Nocodazole-induced microtubule disassembly promotes interphase cell rounding through SLK activation
We then aimed to identify which kinase acts downstream of GEF-H1 and RhoA to phosphorylate ERMs upon nocodazole treatment. Two different Ser/Thr kinases, SLK and ROCK, have been identified to be directly activated by RhoA (Bagci et al., 2020; Fujisawa et al., 1998; Sahai et al., 1999) and to directly phosphorylate ERMs (Machicoane et al., 2014; Matsui et al., 1999; Viswanatha et al., 2012). We then investigated if these kinases could phosphorylate ERMs downstream of nocodazole-induced microtubule disassembly. We found that inhibition of ROCK1 and ROCK2 using Y-27632 did not decrease ERM phosphorylation after nocodazole treatment (Fig. 2, C and D). Yet, Y-27632 properly inhibited ROCK kinase activities since phosphorylation of myosin light chain II, a well-characterized ROCK substrate (Totsukawa et al., 2000), is almost suppressed (Fig. S2, A and B).
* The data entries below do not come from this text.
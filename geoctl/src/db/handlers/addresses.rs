//! Database repository for addresses and their address type links.
//!
//! Links live in `address_type_links`; responses carry them as `type_ids`. Writes touch two
//! tables, so callers should run them inside a transaction.

use crate::db::errors::{DbError, Result};
use crate::db::handlers::audit_set_clause;
use crate::db::handlers::repository::Repository;
use crate::db::models::addresses::{AddressCreateDBRequest, AddressDBResponse, AddressUpdateDBRequest};
use crate::types::{AddressId, AddressTypeId, MunicipalityId};
use sqlx::PgConnection;
use std::collections::HashMap;
use tracing::instrument;

#[derive(Debug, Clone)]
pub struct AddressFilter {
    pub skip: i64,
    pub limit: i64,
    pub municipality_id: Option<MunicipalityId>,
}

impl AddressFilter {
    pub fn new(skip: i64, limit: i64) -> Self {
        Self {
            skip,
            limit,
            municipality_id: None,
        }
    }

    pub fn municipality(mut self, municipality_id: MunicipalityId) -> Self {
        self.municipality_id = Some(municipality_id);
        self
    }
}

const SELECT_ADDRESS: &str = r#"
    SELECT a.*,
        ARRAY(
            SELECT l.address_type_id FROM address_type_links l
            WHERE l.address_id = a.id
            ORDER BY l.address_type_id
        ) AS type_ids
    FROM addresses a
"#;

pub struct Addresses<'c> {
    db: &'c mut PgConnection,
}

impl<'c> Addresses<'c> {
    pub fn new(db: &'c mut PgConnection) -> Self {
        Self { db }
    }

    async fn replace_types(&mut self, id: AddressId, type_ids: &[AddressTypeId]) -> Result<()> {
        sqlx::query("DELETE FROM address_type_links WHERE address_id = $1")
            .bind(id)
            .execute(&mut *self.db)
            .await?;

        sqlx::query(
            r#"
            INSERT INTO address_type_links (address_id, address_type_id)
            SELECT $1, UNNEST($2::int[])
            ON CONFLICT DO NOTHING
            "#,
        )
        .bind(id)
        .bind(type_ids)
        .execute(&mut *self.db)
        .await?;

        Ok(())
    }

    async fn fetch(&mut self, id: AddressId) -> Result<Option<AddressDBResponse>> {
        let sql = format!("{SELECT_ADDRESS} WHERE a.id = $1");
        let address = sqlx::query_as::<_, AddressDBResponse>(&sql)
            .bind(id)
            .fetch_optional(&mut *self.db)
            .await?;

        Ok(address)
    }
}

#[async_trait::async_trait]
impl<'c> Repository for Addresses<'c> {
    type CreateRequest = AddressCreateDBRequest;
    type UpdateRequest = AddressUpdateDBRequest;
    type Response = AddressDBResponse;
    type Id = AddressId;
    type Filter = AddressFilter;

    #[instrument(skip(self, request), fields(municipality_id = request.municipality_id), err)]
    async fn create(&mut self, request: &Self::CreateRequest) -> Result<Self::Response> {
        let id = sqlx::query_scalar::<_, AddressId>(
            r#"
            INSERT INTO addresses (
                street, complement, number, district, municipality_id, postal_code,
                longitude, latitude, area_code, notes, created_by, updated_by
            )
            VALUES ($1, $2, $3, $4, $5, $6, $7, $8, $9, $10, $11, $11)
            RETURNING id
            "#,
        )
        .bind(&request.street)
        .bind(&request.complement)
        .bind(&request.number)
        .bind(&request.district)
        .bind(request.municipality_id)
        .bind(&request.postal_code)
        .bind(request.longitude)
        .bind(request.latitude)
        .bind(request.area_code)
        .bind(&request.notes)
        .bind(&request.created_by)
        .fetch_one(&mut *self.db)
        .await?;

        self.replace_types(id, &request.type_ids).await?;
        self.fetch(id).await?.ok_or(DbError::NotFound)
    }

    #[instrument(skip(self), err)]
    async fn get_by_id(&mut self, id: Self::Id) -> Result<Option<Self::Response>> {
        self.fetch(id).await
    }

    #[instrument(skip(self, ids), fields(count = ids.len()), err)]
    async fn get_bulk(&mut self, ids: Vec<Self::Id>) -> Result<HashMap<Self::Id, Self::Response>> {
        if ids.is_empty() {
            return Ok(HashMap::new());
        }

        let sql = format!("{SELECT_ADDRESS} WHERE a.id = ANY($1)");
        let addresses = sqlx::query_as::<_, AddressDBResponse>(&sql)
            .bind(&ids)
            .fetch_all(&mut *self.db)
            .await?;

        Ok(addresses.into_iter().map(|a| (a.id, a)).collect())
    }

    #[instrument(skip(self, filter), fields(limit = filter.limit, skip = filter.skip), err)]
    async fn list(&mut self, filter: &Self::Filter) -> Result<Vec<Self::Response>> {
        let sql = format!(
            "{SELECT_ADDRESS} WHERE ($1::int IS NULL OR a.municipality_id = $1) ORDER BY a.created_at DESC, a.id DESC LIMIT $2 OFFSET $3"
        );
        let addresses = sqlx::query_as::<_, AddressDBResponse>(&sql)
            .bind(filter.municipality_id)
            .bind(filter.limit)
            .bind(filter.skip)
            .fetch_all(&mut *self.db)
            .await?;

        Ok(addresses)
    }

    #[instrument(skip(self, filter), err)]
    async fn count(&mut self, filter: &Self::Filter) -> Result<i64> {
        let count = sqlx::query_scalar::<_, i64>("SELECT COUNT(*) FROM addresses WHERE ($1::int IS NULL OR municipality_id = $1)")
            .bind(filter.municipality_id)
            .fetch_one(&mut *self.db)
            .await?;

        Ok(count)
    }

    #[instrument(skip(self), err)]
    async fn delete(&mut self, id: Self::Id) -> Result<bool> {
        let result = sqlx::query("DELETE FROM addresses WHERE id = $1")
            .bind(id)
            .execute(&mut *self.db)
            .await?;

        Ok(result.rows_affected() > 0)
    }

    #[instrument(skip(self, request), err)]
    async fn update(&mut self, id: Self::Id, request: &Self::UpdateRequest) -> Result<Self::Response> {
        let sql = format!(
            r#"
            UPDATE addresses SET
                street = COALESCE($2, street),
                complement = COALESCE($3, complement),
                number = COALESCE($4, number),
                district = COALESCE($5, district),
                municipality_id = COALESCE($6, municipality_id),
                postal_code = COALESCE($7, postal_code),
                longitude = COALESCE($8, longitude),
                latitude = COALESCE($9, latitude),
                area_code = COALESCE($10, area_code),
                notes = COALESCE($11, notes),
                {}
            WHERE id = $1
            RETURNING id
            "#,
            audit_set_clause(12, 13)
        );

        sqlx::query_scalar::<_, AddressId>(&sql)
            .bind(id)
            .bind(&request.street)
            .bind(&request.complement)
            .bind(&request.number)
            .bind(&request.district)
            .bind(request.municipality_id)
            .bind(&request.postal_code)
            .bind(request.longitude)
            .bind(request.latitude)
            .bind(request.area_code)
            .bind(&request.notes)
            .bind(request.is_active)
            .bind(&request.updated_by)
            .fetch_optional(&mut *self.db)
            .await?
            .ok_or(DbError::NotFound)?;

        if let Some(type_ids) = &request.type_ids {
            self.replace_types(id, type_ids).await?;
        }

        self.fetch(id).await?.ok_or(DbError::NotFound)
    }
}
On the contrary, we found that SLK stable depletion using independent shRNA abrogates ERM phosphorylation both in nontreated cells and upon nocodazole treatment (Fig. 3, A and B). While this shows that SLK phosphorylates ERMs downstream of microtubule disassembly, we observed that SLK stable depletion promotes defects in cell growth and adhesion (data not shown). We thus further investigated the importance of SLK for ERM phosphorylation by transiently depleting this kinase using independent siRNA. After 48 h of SLK siRNA transfection, we confirmed that this kinase is necessary for microtubule-dependent ERM activation (Fig. 3, C and D). In accordance with these results, we found that microtubule disassembly activates the kinase activity of SLK using an in vitro kinase assay with immunoprecipitated SLK from cells treated with nocodazole (Fig. 3, E and F). We also found that this was not a direct effect of nocodazole on the enzyme since this molecule did not affect the kinase activity of a recombinant SLK in vitro (Fig. S2 E).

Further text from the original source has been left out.